This 80 minute CD is divided into seven distinct sections:
1.) The Great Ennui on the Eve of Exile - six songs by Nick and Kastner
2.) The Exiled Language- Yiddish Songs for Stage and Screen-three songs by Milner, Gebirtig, and Ellstein
3.) Transformation of Tradition- two songs from Hanns Eisler's Zeitungsausschnitte (Op.11)
4.) The Poetics of Exile-six songs by Hanns Eisler and Kurt Tucholsky
5.) Traumas of Inner Exile -Three Yiddish Songs by Viktor Ullman Op. 53 (1944-Terezin)
6.) Nostalgia and Exile -three songs by Kreisler, Leopoldi, and Spoliansky
7.) Exile in Reprise-Friedrich Hollander on Stage and Film (two songs)

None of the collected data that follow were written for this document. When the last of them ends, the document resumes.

//! core::naming
//!
//! Pool identifier sanitization.
//!
//! Pool identifiers can arrive from API callers, so they are never
//! interpolated into a filesystem path as-is. [`sanitize`] is the only
//! conversion from an identifier to a path component.

/// Token returned when nothing of the input survives filtering.
pub const FALLBACK_TOKEN: &str = "unknown";

/// Check whether a character may appear in a sanitized token.
pub fn is_safe_char(c: char) -> bool {
    c.is_ascii_alphanumeric() || matches!(c, '-' | '_' | '.')
}

/// Convert an arbitrary identifier into a filesystem-safe token.
///
/// Keeps ASCII letters, digits, `-`, `_` and `.`; every other character
/// is dropped. An empty result becomes [`FALLBACK_TOKEN`]. Never fails.
///
/// # Example
///
/// ```
/// use pooltx::core::naming::sanitize;
///
/// assert_eq!(sanitize("pool-1"), "pool-1");
/// assert_eq!(sanitize("../../etc/passwd"), "....etcpasswd");
/// assert_eq!(sanitize("///"), "unknown");
/// ```
pub fn sanitize(id: &str) -> String {
    let token: String = id.chars().filter(|&c| is_safe_char(c)).collect();
    if token.is_empty() {
        FALLBACK_TOKEN.to_string()
    } else {
        token
    }
}

/// Check whether an identifier is already a sanitized token.
///
/// Used where an opaque id must be used verbatim as a file name and
/// rewriting it would silently change which file is addressed.
pub fn is_sanitized(id: &str) -> bool {
    sanitize(id) == id
}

As can be seen from the ambitious program, the NBOS has a comprehensive view of what they consider to be Jewish cabaret music. To me, much of this program is 20th century Jewish art song (some of the Eisler and the Ullman).Some of the Yiddish film music is not real cabaret, either. The author's concept of what Jewish cabaret music is is described in an intellectually interminable essay at the beginning of the CD booklet. More preciseness, clarity, and brevity may have made me comprehend better what the author is actually after. I appreciate the scholarship, just not how it is presented. These are supposed to be liner notes, not a Master's thesis.
The music itself is nostalgic, satirical, and very political -all part of the Jewish profile of the cabaret scenario following World War One. The musicianship of NBOS is excellent but the arrangements are a bit colorless. They could use a greater variety of instrumentation in many of the songs (a trumpet, trombone, clarinet and accordion may have helped). The vocalists are very good, but they do not sound like real cabaret singers (they're not). They still sing the music stylishly.
The repertoire represented on the CD makes this disc almost indispensible and my criticisms are really my wishes for the NBOS to improve their presentation for popular Jewish cabaret and art songs of the early 20th century for their future recordings.
Please keep up your important work NBOS, but next time could you give us some cabaret music in COLOR instead of BLACK and WHITE. We Jews like sex, cigar and cigarette smoke, the smell of cheap perfume, and dark lighting in our cabaret music, too!!!!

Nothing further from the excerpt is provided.